Like so many of his other magnificent films, filmmaker Zhangke places a personal story against the backdrop of the larger issue of his home country’s epileptic growth in the future. Some of the locations are the same as well. In her return trip home fresh from prison, Qiao takes a ferry across the Three Rivers Gorge, a landscape monument built upon the flooded remnants of urban renewal visited so strongly in Zhangke’s Still Life (2006). Qiao’s home of the Shanxi Province has been a common setting for the filmmaker since his early film, Pickpocket (1997). And the idea of someone’s personal facade chaffing against impending western encroachment is the key idea behind Zhangke’s films for over 20 years now, most strikingly rendered in his 2008 masterpiece 24 City and critical calling card Unknown Pleasures and Platform in the early aughts.

But even though his latest film follows a familiar pattern of themes and ideas, it’s no less a great film. Carried by Tao Zhao, she says so much by saying so little and the rhythms of Zhangke’s filmmaking style — part pensive long takes mixed with short edits of strong exposition — make Ash Is Purest White a distinct pleasure.

Also distinct is the film’s subliminal passage of time, unfolding over a period of eighteen years.
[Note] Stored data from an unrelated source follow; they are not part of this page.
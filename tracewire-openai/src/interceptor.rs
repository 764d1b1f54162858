use std::sync::Arc;
use std::time::Instant;

use http::HeaderMap;
use serde::Serialize;
use serde_json::{json, Value};
use tracewire_core::{
    normalize_usage, response_usage_metrics, to_log_value, CallKind, Metrics, NoopSink, Redactor,
    SpanGuard, SpanLog, SpanSink, TracewireError,
};

use crate::headers::cache_hit;
use crate::params::span_args;
use crate::stream::{StreamObserver, TIME_TO_FIRST_TOKEN};
use crate::{
    AsyncEndpoint, CallError, CallParams, Endpoint, EndpointCapabilities, RawReply, ReplyBody,
    TracedAsyncStream, TracedStream, TracerConfig,
};

/// Opens one span per provider call and reports inputs, outputs, usage and
/// timing to a [`SpanSink`].
///
/// ```rust,no_run
/// use std::sync::Arc;
///
/// use tracewire_core::span::TracingSink;
/// use tracewire_openai::{Tracer, TracerConfig};
///
/// # fn wrap<E: tracewire_openai::EndpointCapabilities>(completions: E) {
/// let tracer = Tracer::new(Arc::new(TracingSink::new()), TracerConfig::new());
/// let completions = tracer.chat_completions(completions);
/// # }
/// ```
#[derive(Clone)]
pub struct Tracer {
    sink: Arc<dyn SpanSink>,
    config: TracerConfig,
    redactor: Redactor,
}

impl Tracer {
    pub fn new(sink: Arc<dyn SpanSink>, config: TracerConfig) -> Self {
        let redactor = Redactor::new(config.redact_regex.clone(), config.max_field_bytes);
        Self {
            sink,
            config,
            redactor,
        }
    }

    /// A tracer that forwards every call untouched.
    pub fn disabled() -> Self {
        Self::new(Arc::new(NoopSink), TracerConfig::new().with_enabled(false))
    }

    pub fn config(&self) -> &TracerConfig {
        &self.config
    }

    pub fn chat_completions<E: EndpointCapabilities>(&self, endpoint: E) -> Traced<E> {
        self.wrap(CallKind::ChatCompletion, endpoint)
    }

    pub fn responses<E: EndpointCapabilities>(&self, endpoint: E) -> Traced<E> {
        self.wrap(CallKind::Response, endpoint)
    }

    pub fn embeddings<E: EndpointCapabilities>(&self, endpoint: E) -> Traced<E> {
        self.wrap(CallKind::Embedding, endpoint)
    }

    pub fn moderations<E: EndpointCapabilities>(&self, endpoint: E) -> Traced<E> {
        self.wrap(CallKind::Moderation, endpoint)
    }

    pub fn wrap<E: EndpointCapabilities>(&self, kind: CallKind, endpoint: E) -> Traced<E> {
        let raw_response = endpoint.exposes_raw_response();
        Traced {
            endpoint,
            kind,
            tracer: self.clone(),
            raw_response,
        }
    }
}

impl std::fmt::Debug for Tracer {
    fn fmt(&self, f: &mut std::fmt::Formatter<'_>) -> std::fmt::Result {
        f.debug_struct("Tracer")
            .field("config", &self.config)
            .finish_non_exhaustive()
    }
}

/// What a traced call hands back: the provider's response, or its stream
/// wrapped so that consuming it feeds the span.
#[derive(Debug)]
pub enum TracedReply<R, S> {
    Complete(R),
    Stream(S),
}

impl<R, S> TracedReply<R, S> {
    pub fn is_stream(&self) -> bool {
        matches!(self, TracedReply::Stream(_))
    }

    pub fn into_complete(self) -> Option<R> {
        match self {
            TracedReply::Complete(response) => Some(response),
            TracedReply::Stream(_) => None,
        }
    }

    pub fn into_stream(self) -> Option<S> {
        match self {
            TracedReply::Complete(_) => None,
            TracedReply::Stream(stream) => Some(stream),
        }
    }
}

/// A provider endpoint wrapped by a [`Tracer`].
pub struct Traced<E> {
    endpoint: E,
    kind: CallKind,
    tracer: Tracer,
    raw_response: bool,
}

impl<E> Traced<E> {
    pub fn kind(&self) -> CallKind {
        self.kind
    }

    pub fn inner(&self) -> &E {
        &self.endpoint
    }

    pub fn into_inner(self) -> E {
        self.endpoint
    }

    /// Strips `span_info` and, when tracing is enabled, opens the span.
    fn begin(&self, params: &mut CallParams) -> Option<ActiveCall> {
        let span_info = params.take_span_info();
        if !self.tracer.config.enabled {
            return None;
        }
        let args = span_args(self.kind, span_info, params, &self.tracer.redactor);
        let span = SpanGuard::new(self.tracer.sink.start_span(args));
        Some(ActiveCall {
            kind: self.kind,
            span,
            started: Instant::now(),
            stream_requested: params.stream_requested(),
        })
    }

    fn settle<R, S, T, Err>(
        &self,
        call: Option<ActiveCall>,
        reply: RawReply<R, S>,
        wrap: impl FnOnce(S, Option<StreamObserver>) -> T,
    ) -> Result<TracedReply<R, T>, CallError<Err>>
    where
        R: Serialize,
    {
        let Some(mut call) = call else {
            return Ok(match reply.body {
                ReplyBody::Complete(response) => TracedReply::Complete(response),
                ReplyBody::Stream(stream) => TracedReply::Stream(wrap(stream, None)),
            });
        };

        call.check_shape(matches!(reply.body, ReplyBody::Stream(_)));
        if self.raw_response && self.tracer.config.capture_headers {
            if let Some(headers) = &reply.headers {
                call.log_cache_hit(headers);
            }
        }

        match reply.body {
            ReplyBody::Complete(response) => {
                call.log_response(&response)?;
                Ok(TracedReply::Complete(response))
            }
            ReplyBody::Stream(stream) => Ok(TracedReply::Stream(wrap(
                stream,
                Some(call.into_observer()),
            ))),
        }
    }
}

impl<E: Endpoint> Traced<E> {
    /// Calls the endpoint and traces it.
    ///
    /// The span of a non-streamed call is ended before this returns. A
    /// streamed reply keeps its span open until the returned stream is
    /// exhausted or dropped.
    pub fn create(
        &self,
        mut params: CallParams,
    ) -> Result<TracedReply<E::Response, TracedStream<E::Stream>>, CallError<E::Error>> {
        let call = self.begin(&mut params);
        // On failure the span ends without a log when `call` drops.
        let reply = self.endpoint.create(params).map_err(CallError::Provider)?;
        self.settle(call, reply, TracedStream::new)
    }
}

impl<E: AsyncEndpoint> Traced<E> {
    /// Async counterpart of [`Traced::create`].
    pub async fn acreate(
        &self,
        mut params: CallParams,
    ) -> Result<TracedReply<E::Response, TracedAsyncStream<E::Stream>>, CallError<E::Error>> {
        let call = self.begin(&mut params);
        let reply = self
            .endpoint
            .create(params)
            .await
            .map_err(CallError::Provider)?;
        self.settle(call, reply, TracedAsyncStream::new)
    }
}

impl<E: std::fmt::Debug> std::fmt::Debug for Traced<E> {
    fn fmt(&self, f: &mut std::fmt::Formatter<'_>) -> std::fmt::Result {
        f.debug_struct("Traced")
            .field("endpoint", &self.endpoint)
            .field("kind", &self.kind)
            .field("raw_response", &self.raw_response)
            .finish_non_exhaustive()
    }
}

/// A call whose span is open.
struct ActiveCall {
    kind: CallKind,
    span: SpanGuard,
    started: Instant,
    stream_requested: Option<bool>,
}

impl ActiveCall {
    fn check_shape(&self, streamed: bool) {
        if let Some(requested) = self.stream_requested.filter(|requested| *requested != streamed) {
            tracing::debug!(
                kind = %self.kind,
                requested,
                streamed,
                "reply shape does not match the stream parameter"
            );
        }
    }

    fn log_cache_hit(&mut self, headers: &HeaderMap) {
        if let Some(cached) = cache_hit(headers) {
            let mut metrics = Metrics::new();
            metrics.insert_u64("cached", cached);
            self.span.log(SpanLog::metrics(metrics));
        }
    }

    fn log_response<R: Serialize>(&mut self, response: &R) -> Result<(), TracewireError> {
        let response = to_log_value(response)?;
        let usage = response.get("usage").unwrap_or(&Value::Null);

        let (mut metrics, output) = match self.kind {
            CallKind::ChatCompletion => (normalize_usage(usage), field(&response, "choices")),
            CallKind::Response => (response_usage_metrics(usage), field(&response, "output")),
            CallKind::Embedding => (
                normalize_usage(usage),
                json!({ "embedding_length": embedding_length(&response) }),
            ),
            CallKind::Moderation => (normalize_usage(usage), field(&response, "results")),
        };
        if self.kind.measures_first_token() {
            metrics.insert_f64(TIME_TO_FIRST_TOKEN, self.started.elapsed().as_secs_f64());
        }

        self.span.log(SpanLog::new(metrics, output));
        self.span.end();
        Ok(())
    }

    fn into_observer(self) -> StreamObserver {
        StreamObserver::new(self.kind, self.span, self.started)
    }
}

fn field(response: &Value, key: &str) -> Value {
    response.get(key).cloned().unwrap_or(Value::Null)
}

fn embedding_length(response: &Value) -> Option<usize> {
    response
        .get("data")
        .and_then(|data| data.get(0))
        .and_then(|first| first.get("embedding"))
        .and_then(Value::as_array)
        .map(Vec::len)
}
Whether Qiao ever finds Bin again becomes silly fodder compared to the ravages of time. Perhaps Zhangke’s most astute comment on modernization comes towards the end of the film when the two lowly mob guys who argued over payment in the opening of the film again become embroiled in a dispute. This time, their heated disagreement is not met with a zen god statue, but a variety of cell phones popping up behind them to observe (and not intervene) their escalating tempers. How times have changed, indeed. For Qiao (and Zhangke) getting to this technologically impassive point becomes the greatest sorrow of all.

Ash Is Purest White opens in the Dallas/Fort Worth area on Friday, March 29 at the Landmark Magnolia.